▸ **Directions for this task**:
Search the listing for the string "files". Copy every line that has it.

___ Dataset records

//! Workspace files: every dataset of a session in one gzip-compressed stream.
//!
//! Layout of the decompressed stream:
//!
//! ```text
//! "Prest Workspace\0"  signature
//! varint               format version
//! string               writer version, e.g. "Prest 3.0.0"
//! varint               total progress units
//! sequence             datasets, typename-tagged
//! ```

/// Implements [`Record`](crate::codec::Record) for a struct with the listed
/// fields, in wire order.
macro_rules! impl_record {
    ($ty:ty, $name:literal { $($field:ident : $fty:ty),+ $(,)? }) => {
        impl $crate::codec::Record for $ty {
            const NAME: &'static str = $name;
            const FIELDS: &'static [&'static str] = &[$(stringify!($field)),+];

            type Fields = ($($fty,)+);

            fn from_fields(($($field,)+): Self::Fields) -> Self {
                Self { $($field),+ }
            }

            #[allow(clippy::clone_on_copy)]
            fn to_fields(&self) -> Self::Fields {
                ($(self.$field.clone(),)+)
            }
        }
    };
}

mod dataset;
mod results;

use std::fs::File;
use std::io::{self, BufReader, BufWriter, Read, Write};
use std::path::Path;

use flate2::Compression;
use flate2::read::GzDecoder;
use flate2::write::GzEncoder;
use tempfile::NamedTempFile;
use thiserror::Error;

pub use dataset::{
    AltSet, Budgetary, BudgetarySubject, ChoiceRow, Dataset, DatasetSummary, ExperimentStats,
    ExperimentalData, Subject, SubjectStats, SubjectTable, TableCodec, dataset_codec,
};
pub use results::{
    AggregatedPreferences, AltTuple, BoundEstimate, BudgetaryConsistency,
    BudgetaryConsistencySubject, ChoiceNotInMenu, ConsistencySubject, CycleRow,
    DeterministicConsistencyResult, EstimationResult, IntegrityCheck, IntegritySubject, Issue,
    MenuTuple, PackedEstimate, RawConsistency, RepeatedMenu, StochasticConsistencyResult,
    StochasticSubject, TupleIntransAlts, TupleIntransMenus, TupleRow, TupleSubject, Violations,
};

use crate::codec::{
    Codec, CodecError, ProgressCodec, ProgressError, StrCodec, VarintCodec,
    sequence_with_progress,
};
use crate::progress::{Cancelled, ProgressTracker};
use crate::version::program_version;

pub const SIGNATURE: &[u8; 16] = b"Prest Workspace\0";

/// Bumped whenever the layout of any persisted dataset changes.
pub const FORMAT_VERSION: u64 = 18;

/// Oldest format that recorded the writer's version string.
const FIRST_VERSION_WITH_WRITER: u64 = 3;

#[derive(Debug, Error)]
pub enum PersistenceError {
    #[error("not a Prest workspace file")]
    NotAWorkspace,

    #[error(
        "incompatible PWF version: expected {expected}, received {found}{}",
        saved_by(.written_by)
    )]
    IncompatibleVersion {
        expected: u64,
        found: u64,
        written_by: Option<String>,
    },

    #[error("corrupted workspace file: {0}")]
    Codec(#[from] CodecError),

    #[error(transparent)]
    Cancelled(#[from] Cancelled),

    #[error("I/O error: {0}")]
    Io(#[from] io::Error),
}

impl From<ProgressError> for PersistenceError {
    fn from(e: ProgressError) -> Self {
        match e {
            ProgressError::Codec(e) => Self::Codec(e),
            ProgressError::Cancelled(c) => Self::Cancelled(c),
        }
    }
}

fn saved_by(written_by: &Option<String>) -> String {
    match written_by {
        Some(v) => format!(" (saved by {v})"),
        None => String::new(),
    }
}

/// The datasets of one session.
#[derive(Debug, Clone, Default, PartialEq)]
pub struct Workspace {
    pub datasets: Vec<Dataset>,
}

impl Workspace {
    pub fn new() -> Self {
        Self::default()
    }

    /// Write the uncompressed workspace stream.
    ///
    /// The tracker's work size is set to the number of steps the datasets take.
    pub fn write_to(
        &self,
        sink: &mut dyn Write,
        tracker: &mut ProgressTracker,
    ) -> Result<(), PersistenceError> {
        let datasets = sequence_with_progress(dataset_codec()?);
        let work_size = datasets.size(&self.datasets);

        sink.write_all(SIGNATURE)?;
        VarintCodec.encode(sink, &FORMAT_VERSION)?;
        StrCodec.encode_str(sink, &program_version())?;
        VarintCodec.encode(sink, &work_size)?;

        tracker.set_work_size(work_size);
        datasets.encode(tracker, sink, &self.datasets)?;
        Ok(())
    }

    /// Read an uncompressed workspace stream.
    pub fn read_from(
        source: &mut dyn Read,
        tracker: &mut ProgressTracker,
    ) -> Result<Self, PersistenceError> {
        let mut signature = [0u8; SIGNATURE.len()];
        if source.read_exact(&mut signature).is_err() || &signature != SIGNATURE {
            return Err(PersistenceError::NotAWorkspace);
        }

        let version = VarintCodec.decode(source)?;
        let written_by = if version >= FIRST_VERSION_WITH_WRITER {
            Some(StrCodec.decode(source)?)
        } else {
            None
        };
        if version != FORMAT_VERSION {
            return Err(PersistenceError::IncompatibleVersion {
                expected: FORMAT_VERSION,
                found: version,
                written_by,
            });
        }

        let work_size = VarintCodec.decode(source)?;
        tracker.set_work_size(work_size);

        let datasets = sequence_with_progress(dataset_codec()?).decode(tracker, source)?;
        tracing::debug!(
            datasets = datasets.len(),
            written_by = written_by.as_deref().unwrap_or("unknown"),
            "Workspace decoded"
        );
        Ok(Self { datasets })
    }

    /// Write the workspace to `path`.
    ///
    /// The file is written next to `path` and renamed over it once complete,
    /// so a failed or cancelled save leaves any previous file intact.
    pub fn save_to_file(
        &self,
        path: &Path,
        tracker: &mut ProgressTracker,
    ) -> Result<(), PersistenceError> {
        let dir = match path.parent() {
            Some(dir) if !dir.as_os_str().is_empty() => dir,
            _ => Path::new("."),
        };
        let mut staged = NamedTempFile::new_in(dir)?;
        {
            let mut encoder =
                GzEncoder::new(BufWriter::new(staged.as_file_mut()), Compression::default());
            self.write_to(&mut encoder, tracker)?;
            encoder.finish()?.flush()?;
        }
        staged.as_file().sync_all()?;
        staged.persist(path).map_err(|e| e.error)?;
        tracing::info!(
            path = %path.display(),
            datasets = self.datasets.len(),
            "Workspace saved"
        );
        Ok(())
    }

    /// Replace the datasets with the contents of `path`.
    ///
    /// On any error, including cancellation, the workspace is left untouched.
    pub fn load_from_file(
        &mut self,
        path: &Path,
        tracker: &mut ProgressTracker,
    ) -> Result<(), PersistenceError> {
        let file = File::open(path)?;
        let mut source = BufReader::new(GzDecoder::new(BufReader::new(file)));
        let loaded = Self::read_from(&mut source, tracker)?;
        tracing::info!(
            path = %path.display(),
            datasets = loaded.datasets.len(),
            "Workspace loaded"
        );
        *self = loaded;
        Ok(())
    }
}

#[cfg(test)]
mod tests {
    use std::sync::{Arc, Mutex};

    use super::dataset::tests::{budgetary, every_kind, experimental, stats};
    use super::*;
    use crate::progress::CancellationToken;

    fn sample() -> Workspace {
        Workspace {
            datasets: vec![experimental(), stats(), budgetary()],
        }
    }

    fn gzip(bytes: &[u8]) -> Vec<u8> {
        let mut encoder = GzEncoder::new(Vec::new(), Compression::default());
        encoder.write_all(bytes).unwrap();
        encoder.finish().unwrap()
    }

    fn header(version: u64, writer: Option<&str>) -> Vec<u8> {
        let mut bytes = SIGNATURE.to_vec();
        VarintCodec.encode(&mut bytes, &version).unwrap();
        if let Some(w) = writer {
            StrCodec.encode_str(&mut bytes, w).unwrap();
        }
        bytes
    }

    #[test]
    fn file_roundtrip() {
        let dir = tempfile::tempdir().unwrap();
        let path = dir.path().join("session.pwf");

        sample()
            .save_to_file(&path, &mut ProgressTracker::detached())
            .unwrap();

        let mut loaded = Workspace::new();
        loaded
            .load_from_file(&path, &mut ProgressTracker::detached())
            .unwrap();
        assert_eq!(loaded, sample());
    }

    #[test]
    fn every_kind_survives_a_file() {
        let dir = tempfile::tempdir().unwrap();
        let path = dir.path().join("results.pwf");
        let workspace = Workspace {
            datasets: every_kind(),
        };
        workspace
            .save_to_file(&path, &mut ProgressTracker::detached())
            .unwrap();

        let mut loaded = Workspace::new();
        loaded
            .load_from_file(&path, &mut ProgressTracker::detached())
            .unwrap();
        assert_eq!(loaded, workspace);
    }

    #[test]
    fn empty_workspace_roundtrip() {
        let mut bytes = Vec::new();
        Workspace::new()
            .write_to(&mut bytes, &mut ProgressTracker::detached())
            .unwrap();
        let loaded =
            Workspace::read_from(&mut bytes.as_slice(), &mut ProgressTracker::detached()).unwrap();
        assert!(loaded.datasets.is_empty());
    }

    #[test]
    fn stream_starts_with_header() {
        let mut bytes = Vec::new();
        sample()
            .write_to(&mut bytes, &mut ProgressTracker::detached())
            .unwrap();

        let mut rest = &bytes[SIGNATURE.len()..];
        assert!(bytes.starts_with(SIGNATURE));
        assert_eq!(VarintCodec.decode(&mut rest).unwrap(), FORMAT_VERSION);
        assert_eq!(StrCodec.decode(&mut rest).unwrap(), program_version());
        // 2 + 4 + 1 subjects
        assert_eq!(VarintCodec.decode(&mut rest).unwrap(), 7);
    }

    #[test]
    fn progress_reaches_work_size() {
        let seen = Arc::new(Mutex::new(Vec::new()));
        let sink = seen.clone();
        let mut tracker = ProgressTracker::detached()
            .with_callback(move |pos, size| sink.lock().unwrap().push((pos, size)));

        let mut bytes = Vec::new();
        sample().write_to(&mut bytes, &mut tracker).unwrap();
        assert_eq!(tracker.work_size(), Some(7));
        assert_eq!(tracker.position(), 7);

        let mut tracker = ProgressTracker::detached();
        Workspace::read_from(&mut bytes.as_slice(), &mut tracker).unwrap();
        assert_eq!(tracker.position(), 7);

        let seen = seen.lock().unwrap();
        assert_eq!(seen.first(), Some(&(0, Some(7))));
        assert_eq!(seen.last(), Some(&(7, Some(7))));
    }

    #[test]
    fn wrong_signature() {
        let dir = tempfile::tempdir().unwrap();
        let path = dir.path().join("notes.txt");
        std::fs::write(&path, gzip(b"Some other file\0\x12")).unwrap();

        let err = Workspace::new()
            .load_from_file(&path, &mut ProgressTracker::detached())
            .unwrap_err();
        assert!(matches!(err, PersistenceError::NotAWorkspace));
    }

    #[test]
    fn uncompressed_file_is_not_a_workspace() {
        let dir = tempfile::tempdir().unwrap();
        let path = dir.path().join("plain.pwf");
        std::fs::write(&path, header(FORMAT_VERSION, Some("Prest 3.0.0"))).unwrap();

        let err = Workspace::new()
            .load_from_file(&path, &mut ProgressTracker::detached())
            .unwrap_err();
        assert!(matches!(err, PersistenceError::NotAWorkspace));
    }

    #[test]
    fn newer_version_names_writer() {
        let bytes = header(17, Some("Prest 2.9.1"));
        let err = Workspace::read_from(&mut bytes.as_slice(), &mut ProgressTracker::detached())
            .unwrap_err();
        insta::assert_snapshot!(
            err.to_string(),
            @"incompatible PWF version: expected 18, received 17 (saved by Prest 2.9.1)"
        );
    }

    #[test]
    fn ancient_version_has_no_writer() {
        let bytes = header(2, None);
        let err = Workspace::read_from(&mut bytes.as_slice(), &mut ProgressTracker::detached())
            .unwrap_err();
        match err {
            PersistenceError::IncompatibleVersion { found, written_by, .. } => {
                assert_eq!(found, 2);
                assert_eq!(written_by, None);
            }
            other => panic!("unexpected error: {other}"),
        }
        insta::assert_snapshot!(
            Workspace::read_from(&mut header(2, None).as_slice(), &mut ProgressTracker::detached())
                .unwrap_err()
                .to_string(),
            @"incompatible PWF version: expected 18, received 2"
        );
    }

    #[test]
    fn truncated_stream_is_corrupted() {
        let mut bytes = Vec::new();
        sample()
            .write_to(&mut bytes, &mut ProgressTracker::detached())
            .unwrap();
        bytes.truncate(bytes.len() - 3);

        let err = Workspace::read_from(&mut bytes.as_slice(), &mut ProgressTracker::detached())
            .unwrap_err();
        assert!(matches!(err, PersistenceError::Codec(CodecError::Eof)));
    }

    #[test]
    fn cancelled_save_keeps_previous_file() {
        let dir = tempfile::tempdir().unwrap();
        let path = dir.path().join("session.pwf");
        sample()
            .save_to_file(&path, &mut ProgressTracker::detached())
            .unwrap();

        let token = CancellationToken::new();
        token.cancel();
        let replacement = Workspace {
            datasets: vec![stats()],
        };
        let err = replacement
            .save_to_file(&path, &mut ProgressTracker::new(token))
            .unwrap_err();
        assert!(matches!(err, PersistenceError::Cancelled(_)));

        let mut loaded = Workspace::new();
        loaded
            .load_from_file(&path, &mut ProgressTracker::detached())
            .unwrap();
        assert_eq!(loaded, sample());
        // no staging files left behind
        assert_eq!(std::fs::read_dir(dir.path()).unwrap().count(), 1);
    }

    #[test]
    fn save_into_missing_directory_fails() {
        let dir = tempfile::tempdir().unwrap();
        let path = dir.path().join("missing").join("session.pwf");
        let err = sample()
            .save_to_file(&path, &mut ProgressTracker::detached())
            .unwrap_err();
        assert!(matches!(err, PersistenceError::Io(_)));
        assert!(!path.exists());
    }

    #[test]
    fn cancelled_load_keeps_existing_datasets() {
        let dir = tempfile::tempdir().unwrap();
        let path = dir.path().join("session.pwf");
        sample()
            .save_to_file(&path, &mut ProgressTracker::detached())
            .unwrap();

        let token = CancellationToken::new();
        let cancel = token.clone();
        let mut tracker = ProgressTracker::new(token).with_callback(move |pos, _| {
            if pos == 3 {
                cancel.cancel();
            }
        });

        let mut workspace = Workspace {
            datasets: vec![stats()],
        };
        let err = workspace.load_from_file(&path, &mut tracker).unwrap_err();
        assert!(matches!(err, PersistenceError::Cancelled(_)));
        assert_eq!(workspace.datasets, vec![stats()]);
        assert_eq!(tracker.position(), 3);
    }
}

______

▸ **Your solution**:
//! Workspace files: every dataset of a session in one gzip-compressed stream.
        // no staging files left behind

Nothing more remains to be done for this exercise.